It's fascinating how one action by someone can override all the love their nearest ones feel towards them, turning them away forever. This single act becomes the hub around which all future associations are judged.
As my friend Ryan said, sometimes it leaves one in a moral dilemma wondering who is right, what action is right and whose side are we really on. There's so much blurring. Take the case of the mother of two sons, who loves them both equally and brings them up as best she could, to be upstanding citizens. The lads, however, are given to occasional violent outbursts and throughout their school years receive numerous cautions and are told to shape up.

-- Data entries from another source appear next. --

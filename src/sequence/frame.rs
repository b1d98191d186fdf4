use std::sync::Arc;

use anyhow::Context;

use crate::foundation::{
    core::Size,
    error::{ScrubError, ScrubResult},
};

/// Decoded frame in premultiplied RGBA8 form.
#[derive(Clone, Debug)]
pub struct PreparedFrame {
    /// Width in pixels.
    pub width: u32,
    /// Height in pixels.
    pub height: u32,
    /// Pixel bytes in row-major premultiplied RGBA8.
    pub rgba8_premul: Arc<Vec<u8>>,
}

impl PreparedFrame {
    pub fn size(&self) -> Size {
        Size::new(f64::from(self.width), f64::from(self.height))
    }

    /// Build from straight (non-premultiplied) RGBA8 bytes; `rgba` must hold `width * height` pixels.
    pub fn from_straight_rgba8(width: u32, height: u32, mut rgba: Vec<u8>) -> ScrubResult<Self> {
        if Some(rgba.len()) != expected_len(width, height) {
            return Err(ScrubError::validation(format!(
                "frame buffer of {} bytes does not match {width}x{height} RGBA8",
                rgba.len()
            )));
        }
        premultiply_rgba8_in_place(&mut rgba);
        Ok(Self {
            width,
            height,
            rgba8_premul: Arc::new(rgba),
        })
    }

    /// True when the pixel buffer holds exactly `width * height` RGBA8 pixels.
    pub fn is_well_formed(&self) -> bool {
        Some(self.rgba8_premul.len()) == expected_len(self.width, self.height)
    }

    /// Callers keep `x < width` and `y < height` on a well-formed frame.
    pub(crate) fn pixel(&self, x: u32, y: u32) -> [u8; 4] {
        let idx = ((y as usize) * (self.width as usize) + (x as usize)) * 4;
        let px = &self.rgba8_premul[idx..idx + 4];
        [px[0], px[1], px[2], px[3]]
    }
}

/// Decode an encoded image (any format the `image` crate was built with).
pub fn decode_frame(bytes: &[u8]) -> ScrubResult<PreparedFrame> {
    let dyn_img = image::load_from_memory(bytes).context("decode frame from memory")?;
    let rgba = dyn_img.to_rgba8();
    let (width, height) = rgba.dimensions();
    PreparedFrame::from_straight_rgba8(width, height, rgba.into_raw())
}

fn expected_len(width: u32, height: u32) -> Option<usize> {
    (width as usize)
        .checked_mul(height as usize)
        .and_then(|v| v.checked_mul(4))
}

fn premultiply_rgba8_in_place(rgba: &mut [u8]) {
    for px in rgba.chunks_exact_mut(4) {
        let a = px[3] as u16;
        if a == 0 {
            px[0] = 0;
            px[1] = 0;
            px[2] = 0;
            continue;
        }
        px[0] = ((px[0] as u16 * a + 127) / 255) as u8;
        px[1] = ((px[1] as u16 * a + 127) / 255) as u8;
        px[2] = ((px[2] as u16 * a + 127) / 255) as u8;
    }
}

#[cfg(test)]
#[path = "../../tests/unit/sequence/frame.rs"]
mod tests;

Mother, meanwhile, continues to work at instilling principles. She is accused sometimes by the boys of 'taking the school's side', 'not being maternal enough'. Her response - correctly, one would assume - is to point out that asking for her to support them when they've done wrong is the same as getting her to collude. It's fascinating also how that as the home struggles to shape one, so does the environment outside. Not always complementarily. And sometimes it's the environment that wins. Perhaps children just develop tedium of the eardrum and tune off listening to the same old, oft-repeated parental code of ethics, however correct it might be.
Somehow, the parent contrives to metamorphose into the persona of a nag. Nag, nag, nag. It reaches a point where the more the parent says, the less is heard. More is less in the home.

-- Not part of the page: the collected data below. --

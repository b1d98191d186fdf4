use super::*;

fn line(id: &str, price: u64, qty: u32) -> CartLine {
    CartLine {
        product_id: id.to_owned(),
        name: format!("product {id}"),
        unit_price_cents: price,
        quantity: qty,
    }
}

#[test]
fn add_merges_lines_and_tracks_subtotal() {
    let mut cart = Cart::default();
    cart.add(line("a", 1000, 1));
    cart.add(line("b", 250, 4));
    cart.add(line("a", 1000, 2));
    cart.add(line("c", 99, 0));

    assert_eq!(cart.lines().len(), 2);
    assert_eq!(cart.lines()[0].quantity, 3);
    assert_eq!(cart.item_count(), 7);
    assert_eq!(cart.subtotal_cents(), 4000);
}

#[test]
fn zero_quantity_removes_line() {
    let mut cart = Cart::default();
    cart.add(line("a", 500, 2));
    assert!(cart.set_quantity("a", 5));
    assert_eq!(cart.subtotal_cents(), 2500);
    assert!(cart.set_quantity("a", 0));
    assert!(cart.is_empty());
    assert!(!cart.remove("a"));
    assert!(!cart.set_quantity("missing", 3));
}

#[test]
fn every_mutation_is_persisted_under_cart_key() {
    let store = MemoryKvStore::new();
    let mut cart = PersistentCart::open(store.clone()).unwrap();
    assert!(cart.cart().is_empty());
    assert_eq!(store.get(CART_STORAGE_KEY).unwrap(), None);

    cart.add(line("a", 300, 1)).unwrap();
    let raw = store.get(CART_STORAGE_KEY).unwrap().unwrap();
    let stored: Cart = serde_json::from_str(&raw).unwrap();
    assert_eq!(&stored, cart.cart());

    cart.set_quantity("a", 3).unwrap();
    let stored: Cart = serde_json::from_str(&store.get(CART_STORAGE_KEY).unwrap().unwrap()).unwrap();
    assert_eq!(stored.subtotal_cents(), 900);

    cart.clear().unwrap();
    assert_eq!(store.get(CART_STORAGE_KEY).unwrap().as_deref(), Some("[]"));
}

#[test]
fn reopen_restores_previous_cart() {
    let store = MemoryKvStore::new();
    {
        let mut cart = PersistentCart::open(store.clone()).unwrap();
        cart.add(line("a", 120, 2)).unwrap();
        cart.add(line("b", 80, 1)).unwrap();
    }
    let cart = PersistentCart::open(store).unwrap();
    assert_eq!(cart.cart().lines().len(), 2);
    assert_eq!(cart.subtotal_cents(), 320);
}

#[test]
fn corrupt_cart_loads_empty() {
    let mut store = MemoryKvStore::new();
    store.set(CART_STORAGE_KEY, "{not json".to_owned()).unwrap();
    let cart = PersistentCart::open(store).unwrap();
    assert!(cart.cart().is_empty());
}

#[test]
fn file_store_survives_reopen() {
    let dir = std::env::temp_dir().join(format!("framescrub_kv_{}", std::process::id()));
    let path = dir.join("nested").join("storage.json");
    std::fs::remove_dir_all(&dir).ok();

    let store = FileKvStore::open(&path).unwrap();
    assert_eq!(store.path(), path.as_path());
    let mut cart = PersistentCart::open(store).unwrap();
    cart.add(line("z", 4200, 1)).unwrap();
    drop(cart);

    let mut reopened = FileKvStore::open(&path).unwrap();
    assert!(reopened.get(CART_STORAGE_KEY).unwrap().is_some());
    let cart = PersistentCart::open(reopened.clone()).unwrap();
    assert_eq!(cart.subtotal_cents(), 4200);

    reopened.remove(CART_STORAGE_KEY).unwrap();
    let again = FileKvStore::open(&path).unwrap();
    assert_eq!(again.get(CART_STORAGE_KEY).unwrap(), None);
    std::fs::remove_dir_all(&dir).ok();
}

#[test]
fn malformed_store_file_is_an_error() {
    let dir = std::env::temp_dir().join(format!("framescrub_kv_bad_{}", std::process::id()));
    std::fs::create_dir_all(&dir).unwrap();
    let path = dir.join("storage.json");
    std::fs::write(&path, b"[1,2").unwrap();
    assert!(matches!(FileKvStore::open(&path), Err(ScrubError::Serde(_))));
    std::fs::remove_dir_all(&dir).ok();
}
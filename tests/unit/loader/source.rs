use super::*;

fn temp_dir(name: &str) -> PathBuf {
    std::env::temp_dir().join(format!(
        "framescrub_{name}_{}_{}",
        std::process::id(),
        std::time::SystemTime::now()
            .duration_since(std::time::UNIX_EPOCH)
            .unwrap()
            .as_nanos()
    ))
}

#[tokio::test]
async fn memory_source_returns_inserted_bytes() {
    let src = MemoryFrameSource::new();
    assert!(src.is_empty());
    src.insert("a001.png", vec![1, 2, 3]);
    assert_eq!(src.len(), 1);
    assert_eq!(src.fetch("a001.png").await.unwrap(), vec![1, 2, 3]);

    let err = src.fetch("a002.png").await.unwrap_err();
    assert!(matches!(err, ScrubError::Load(_)));
}

#[tokio::test]
async fn fs_source_resolves_relative_to_root() {
    let tmp = temp_dir("fs_source");
    std::fs::create_dir_all(tmp.join("seq")).unwrap();
    std::fs::write(tmp.join("seq").join("f001.jpg"), b"bytes").unwrap();

    let src = FsFrameSource::new(&tmp);
    assert_eq!(src.root(), tmp.as_path());
    assert_eq!(src.fetch("seq/f001.jpg").await.unwrap(), b"bytes".to_vec());
    assert_eq!(src.fetch("./seq/f001.jpg").await.unwrap(), b"bytes".to_vec());

    let err = src.fetch("seq/f002.jpg").await.unwrap_err();
    assert!(err.to_string().contains("f002.jpg"));

    std::fs::remove_dir_all(&tmp).ok();
}
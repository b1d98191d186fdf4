use tracing::warn;

use crate::{
    foundation::core::{Canvas, Rect},
    render::{
        blur::blur_css_px,
        composite::{VignetteSpec, brightness_in_place, over_in_place, vignette_in_place},
        params::{GradeRanges, RenderParameters, draw_rect},
        surface::{Surface, draw_frame_into},
    },
    sequence::frame::PreparedFrame,
};

/// Look of the composited frame.
#[derive(Clone, Copy, Debug, PartialEq, serde::Serialize, serde::Deserialize)]
#[serde(default)]
pub struct CompositorOpts {
    pub grade: GradeRanges,
    /// Set to `false` when the frames already encode their own zoom and motion.
    pub effects_enabled: bool,
    pub vignette: VignetteSpec,
}

impl Default for CompositorOpts {
    fn default() -> Self {
        Self {
            grade: GradeRanges::default(),
            effects_enabled: true,
            vignette: VignetteSpec::default(),
        }
    }
}

/// Result of one [`FrameCompositor::draw`] call.
#[derive(Clone, Copy, Debug, PartialEq)]
pub enum DrawOutcome {
    /// Nothing to draw; the surface was only cleared.
    Cleared,
    Drawn {
        params: RenderParameters,
        rect: Rect,
    },
}

/// Renders one cover-cropped, graded, vignetted frame per call into an owned surface.
pub struct FrameCompositor {
    opts: CompositorOpts,
    surface: Surface,
    layer: Vec<u8>,
}

impl FrameCompositor {
    pub fn new(canvas: Canvas, opts: CompositorOpts) -> Self {
        Self {
            opts,
            surface: Surface::new(canvas),
            layer: vec![0u8; canvas.byte_len()],
        }
    }

    pub fn opts(&self) -> &CompositorOpts {
        &self.opts
    }

    pub fn set_effects_enabled(&mut self, enabled: bool) {
        self.opts.effects_enabled = enabled;
    }

    pub fn surface(&self) -> &Surface {
        &self.surface
    }

    pub fn resize(&mut self, canvas: Canvas) {
        if canvas == self.surface.canvas() {
            return;
        }
        self.surface = Surface::new(canvas);
        self.layer = vec![0u8; canvas.byte_len()];
    }

    /// Draw `frame` at scroll progress `t`.
    ///
    /// The surface is cleared first; `None` leaves it cleared. Never fails: a filter that cannot
    /// be applied is skipped and logged.
    pub fn draw(&mut self, frame: Option<&PreparedFrame>, t: f64) -> DrawOutcome {
        self.surface.clear();
        let Some(frame) = frame else {
            return DrawOutcome::Cleared;
        };
        if !frame.is_well_formed() {
            warn!(
                width = frame.width,
                height = frame.height,
                bytes = frame.rgba8_premul.len(),
                "frame buffer does not match its dimensions; skipped"
            );
            return DrawOutcome::Cleared;
        }

        let canvas = self.surface.canvas();
        let params = RenderParameters::at(t, &self.opts.grade, self.opts.effects_enabled);
        let Some(rect) = draw_rect(frame.size(), canvas.size(), params.scale) else {
            return DrawOutcome::Cleared;
        };

        self.layer.fill(0);
        draw_frame_into(&mut self.layer, canvas, frame, rect);

        match blur_css_px(&self.layer, canvas.width, canvas.height, params.blur_px) {
            Ok(Some(blurred)) => self.layer = blurred,
            Ok(None) => {}
            Err(err) => warn!(%err, blur_px = params.blur_px, "blur skipped"),
        }
        brightness_in_place(&mut self.layer, params.brightness);

        if let Err(err) = over_in_place(self.surface.data_mut(), &self.layer, 1.0) {
            warn!(%err, "frame composite failed");
            self.surface.clear();
            return DrawOutcome::Cleared;
        }
        vignette_in_place(
            self.surface.data_mut(),
            canvas.width,
            canvas.height,
            &self.opts.vignette,
        );

        DrawOutcome::Drawn { params, rect }
    }
}

#[cfg(test)]
#[path = "../../tests/unit/render/compositor.rs"]
mod tests;
use crate::foundation::error::{ScrubError, ScrubResult};

pub use kurbo::{Rect, Size, Vec2};

/// Output surface dimensions in pixels.
#[derive(Clone, Copy, Debug, PartialEq, Eq, serde::Serialize, serde::Deserialize)]
pub struct Canvas {
    pub width: u32,
    pub height: u32,
}

impl Default for Canvas {
    fn default() -> Self {
        Self {
            width: 1280,
            height: 720,
        }
    }
}

impl Canvas {
    pub fn new(width: u32, height: u32) -> ScrubResult<Self> {
        if width == 0 || height == 0 {
            return Err(ScrubError::validation("canvas width and height must be > 0"));
        }
        Ok(Self { width, height })
    }

    pub fn size(self) -> Size {
        Size::new(f64::from(self.width), f64::from(self.height))
    }

    pub fn byte_len(self) -> usize {
        (self.width as usize)
            .saturating_mul(self.height as usize)
            .saturating_mul(4)
    }
}

#[cfg(test)]
#[path = "../../tests/unit/foundation/core.rs"]
mod tests;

Outside, however, out of range of the maternal strings that bind, lies the freedom to express oneself as guided by baser instincts and emotions. Anger, jealousy, hatred - long repressed - lie waiting, ready, crouched in the 'strike' position. Outside is where the world lives that is not home. Outside is where you ordinarily take the social skills you've picked up at home and put them to careful use. Outside is where, if you discard the said skills, you're usually headed up a one-way street with a sign warning, 'Peril at the end of the road'. And so our two young brothers, feeling they've been nagged till the cows came home and the moon turned blue, set out independent of thought and eager for action, which is not long in arriving.
Brawl
It happens at the local 'watering hole' where, tongues and fists suitably liberated by two glassfuls of libation, they engage in a brawl - two against one - and render the opponent just a few degrees this side of human pulp. Then they beat it home, subconsciously still tethered to the sanctuary of mother's moral strings. But mother will have none of it once she knows the boys have stepped over the line she has consistently drawn for them. She it is that turns them in to the police and their action, following a short swift investigation and a quick trial, brings them a sharp jail term.

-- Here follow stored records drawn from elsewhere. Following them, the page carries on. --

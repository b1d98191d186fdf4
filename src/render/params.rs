use crate::foundation::{
    core::{Rect, Size},
    math::{clamp01, lerp},
};

/// Start and end value of one graded parameter over progress 0..1.
#[derive(Clone, Copy, Debug, PartialEq, serde::Serialize, serde::Deserialize)]
pub struct ParamRange {
    pub start: f64,
    pub end: f64,
}

impl ParamRange {
    pub const fn new(start: f64, end: f64) -> Self {
        Self { start, end }
    }

    pub fn at(self, t: f64) -> f64 {
        lerp(self.start, self.end, clamp01(t))
    }
}

/// The progress-driven grade: zoom in, sharpen, brighten.
#[derive(Clone, Copy, Debug, PartialEq, serde::Serialize, serde::Deserialize)]
#[serde(default)]
pub struct GradeRanges {
    pub scale: ParamRange,
    pub blur_px: ParamRange,
    pub brightness: ParamRange,
}

impl Default for GradeRanges {
    fn default() -> Self {
        Self {
            scale: ParamRange::new(1.0, 1.35),
            blur_px: ParamRange::new(8.0, 0.0),
            brightness: ParamRange::new(0.6, 1.0),
        }
    }
}

/// Visual parameters for one rendered frame.
#[derive(Clone, Copy, Debug, PartialEq)]
pub struct RenderParameters {
    pub scale: f64,
    pub blur_px: f64,
    pub brightness: f64,
}

impl RenderParameters {
    /// Parameters at progress `t`.
    ///
    /// With `effects_enabled == false` (frames that already carry their own zoom and motion)
    /// scale stays at 1 and blur at 0; brightness is graded either way.
    pub fn at(t: f64, grade: &GradeRanges, effects_enabled: bool) -> Self {
        let brightness = grade.brightness.at(t);
        if !effects_enabled {
            return Self {
                scale: 1.0,
                blur_px: 0.0,
                brightness,
            };
        }
        Self {
            scale: grade.scale.at(t),
            blur_px: grade.blur_px.at(t).max(0.0),
            brightness,
        }
    }
}

/// Rectangle that covers `surface` with `image` at its native aspect ratio, centered.
///
/// A surface relatively wider than the image fits the width and crops top and bottom; otherwise
/// the height fits and the sides are cropped. Returns `None` for empty sizes.
pub fn cover_fit(image: Size, surface: Size) -> Option<Rect> {
    if !(image.width > 0.0 && image.height > 0.0 && surface.width > 0.0 && surface.height > 0.0)
    {
        return None;
    }
    let image_ratio = image.width / image.height;
    let surface_ratio = surface.width / surface.height;
    let size = if surface_ratio > image_ratio {
        Size::new(surface.width, surface.width / image_ratio)
    } else {
        Size::new(surface.height * image_ratio, surface.height)
    };
    Some(centered(size, surface))
}

/// [`cover_fit`] scaled by `scale` about the surface center.
pub fn draw_rect(image: Size, surface: Size, scale: f64) -> Option<Rect> {
    let cover = cover_fit(image, surface)?;
    let scaled = Size::new(cover.width() * scale, cover.height() * scale);
    Some(centered(scaled, surface))
}

fn centered(size: Size, surface: Size) -> Rect {
    let x = (surface.width - size.width) / 2.0;
    let y = (surface.height - size.height) / 2.0;
    Rect::new(x, y, x + size.width, y + size.height)
}

#[cfg(test)]
#[path = "../../tests/unit/render/params.rs"]
mod tests;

"They must be responsible for their actions," the mother tells the press, hoping that the boys will understand and sympathise with her own action. All the other members of the family, meanwhile - the aunts, the uncles, the grandmas and grandpas, cousins - all these people who've had a lot less to do with the upbringing of these two violent young men, suddenly decide that they have a decision to make.
It appears that a blanket of shame descended upon all of them when blood didn't stand by its own blood, when maternal support - that keystone in the arch of the family system - was withdrawn. As one, they in turn decide to disown the mother. The diluting of blood. We will have nothing to do with you henceforth!
As my puzzled friend Ryan asked, "On whose side are these uncles and aunts? It sounds like they're saying it's okay to go out and bash up someone till he's unrecognisable. We'll swim with you because we're from the same genetic pool."
Kevin Martin is a journalist based in Sydney, Australia.